Their destination is signalled by the ship anchored just offshore. Close inspection reveals that it is flying the 1835 New Zealand flag. The family’s Scottishness is loudly proclaimed by the wearing of tartan: they are the Mackays, gathered near their ancestral home, Drumduan, in Sutherlandshire, and it is their chartered ship, the Slains Castle, that rides at anchor in the background.
But there is a degree of artistic licence in this painting and the stories that have been generated in association with it over the years. A family named Mackay did arrive at Nelson on the Slains Castle in January 1845, but their real name was Mackie. While their father, James’s great-grandfather had been born in the Highlands, in Elgin, Moray c.1705, James himself was the second son of a merchant, born in 1804 in Aberdeen (not the brother of a laird as he later claimed). Furthermore, he had spent most of his life in London, where he worked as a banker. He married an English woman and the children were all London born. And the Slains Castle was not chartered by the family — nor did it sail from Scotland. It was a New Zealand Company ship that sailed from Plymouth in October 1844 with several other passengers besides the ‘Mackays’.

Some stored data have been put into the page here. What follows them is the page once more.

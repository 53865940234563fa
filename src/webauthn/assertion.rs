// Copyright 2023 Contributors to the Veraison project.
// SPDX-License-Identifier: Apache-2.0

//! Assertion verification, see §7.2 of WebAuthn L3.  The checks run as a
//! fixed sequence of states and the first failure ends the ceremony.

use super::authdata::AuthenticatorData;
use super::clientdata::{client_data_hash, CeremonyType, CollectedClientData};
use super::common::{ct_eq, signed_payload};
use super::credential::{AssertionResponse, Credential, VerifiedAssertion};
use super::errors::Error;
use super::params::CeremonyParams;
use super::verifier::Verifier;

/// What to do when the signature counter did not advance
#[derive(Debug, Clone, Copy, Default, PartialEq, Eq)]
pub enum CounterPolicy {
    /// Fail with `PossibleClonedAuthenticator`
    #[default]
    Reject,
    /// Accept, set `counter_warning` and keep the stored counter
    Flag,
}

#[derive(Debug, Clone, Copy, PartialEq, Eq)]
pub(crate) enum AssertionState {
    Start,
    ChallengeChecked,
    OriginChecked,
    RpIdChecked,
    FlagsChecked,
    CounterChecked,
    SignatureChecked,
    Done,
}

struct Ceremony<'c> {
    state: AssertionState,
    params: &'c CeremonyParams,
    credential: &'c Credential,
    client_data: CollectedClientData,
    client_data_json: &'c [u8],
    auth_data: AuthenticatorData,
    signature: &'c [u8],
    counter_policy: CounterPolicy,
    counter_warning: bool,
}

impl Ceremony<'_> {
    fn advance(&mut self) -> Result<AssertionState, Error> {
        let next = match self.state {
            AssertionState::Start => {
                self.client_data.check_challenge(&self.params.challenge)?;
                AssertionState::ChallengeChecked
            }
            AssertionState::ChallengeChecked => {
                self.client_data
                    .check_origin(&self.params.origin, self.params.allow_cross_origin)?;
                AssertionState::OriginChecked
            }
            AssertionState::OriginChecked => {
                if !ct_eq(&self.auth_data.rp_id_hash, &self.params.rp_id_hash()) {
                    return Err(Error::RpIdMismatch(format!(
                        "rpIdHash is not the hash of {}",
                        self.params.rp_id
                    )));
                }
                AssertionState::RpIdChecked
            }
            AssertionState::RpIdChecked => {
                if !self.auth_data.user_present() {
                    return Err(Error::UserPresenceRequired);
                }
                if self.params.user_verification_required() && !self.auth_data.user_verified() {
                    return Err(Error::UserVerificationRequired);
                }
                AssertionState::FlagsChecked
            }
            AssertionState::FlagsChecked => {
                self.check_counter()?;
                AssertionState::CounterChecked
            }
            AssertionState::CounterChecked => {
                let data = signed_payload(
                    &self.auth_data.raw,
                    &client_data_hash(self.client_data_json),
                );
                self.credential
                    .public_key
                    .verify_signature(self.signature, &data)?;
                AssertionState::SignatureChecked
            }
            AssertionState::SignatureChecked | AssertionState::Done => AssertionState::Done,
        };

        log::trace!("assertion {:?} -> {:?}", self.state, next);
        self.state = next;

        Ok(next)
    }

    // Both counters at zero is an authenticator that does not count
    fn check_counter(&mut self) -> Result<(), Error> {
        let stored = self.credential.counter;
        let received = self.auth_data.counter;

        if (stored == 0 && received == 0) || received > stored {
            return Ok(());
        }

        match self.counter_policy {
            CounterPolicy::Reject => {
                Err(Error::PossibleClonedAuthenticator { stored, received })
            }
            CounterPolicy::Flag => {
                log::warn!(
                    "signature counter did not advance (stored {stored}, received {received})"
                );
                self.counter_warning = true;
                Ok(())
            }
        }
    }

    fn run(mut self) -> Result<VerifiedAssertion, Error> {
        while self.advance()? != AssertionState::Done {}

        let new_counter = if self.counter_warning {
            self.credential.counter
        } else {
            self.auth_data.counter
        };

        Ok(VerifiedAssertion {
            credential_id: self.credential.id.clone(),
            new_counter,
            flags: self.auth_data.flags,
            user_verified: self.auth_data.user_verified(),
            backup_state: self.auth_data.backup_state(),
            counter_warning: self.counter_warning,
        })
    }
}

impl Verifier<'_> {
    /// Verify the response to navigator.credentials.get() against the stored
    /// credential.  On success the caller persists `new_counter`.
    pub fn verify_assertion(
        &self,
        response: &AssertionResponse,
        credential: &Credential,
        params: &CeremonyParams,
    ) -> Result<VerifiedAssertion, Error> {
        let client_data = CollectedClientData::parse(response.client_data_json.as_slice())?;
        client_data.check_type(CeremonyType::Get)?;

        if response.credential_id != credential.id {
            return Err(Error::CredentialMismatch(
                "response is for a different credential".to_string(),
            ));
        }

        let auth_data = AuthenticatorData::parse(response.authenticator_data.as_slice())?;

        Ceremony {
            state: AssertionState::Start,
            params,
            credential,
            client_data,
            client_data_json: response.client_data_json.as_slice(),
            auth_data,
            signature: response.signature.as_slice(),
            counter_policy: self.config().counter_policy,
            counter_warning: false,
        }
        .run()
    }
}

Mackay commissioned the artist, William Allsworth to produce this family portrait in 1844. To make the painting, Allsworth probably made individual portrait sketches of each family member in London, then united them all against a suitable Highland landscape. It has previously been speculated that James Mackay took advantage of the potential of painting to embellish his family history, and that emigration to such a distant destination as New Zealand gave him the opportunity to make a new start with a noble, and fashionably, Scottish identity. However, it is equally possible that Mackay wanted to provide a visual record of his Scottish ancestry for his family, to represent their origins in the Scottish Highlands, particularly as they were about to embark on a journey to the other side of the earth, from which they may never return.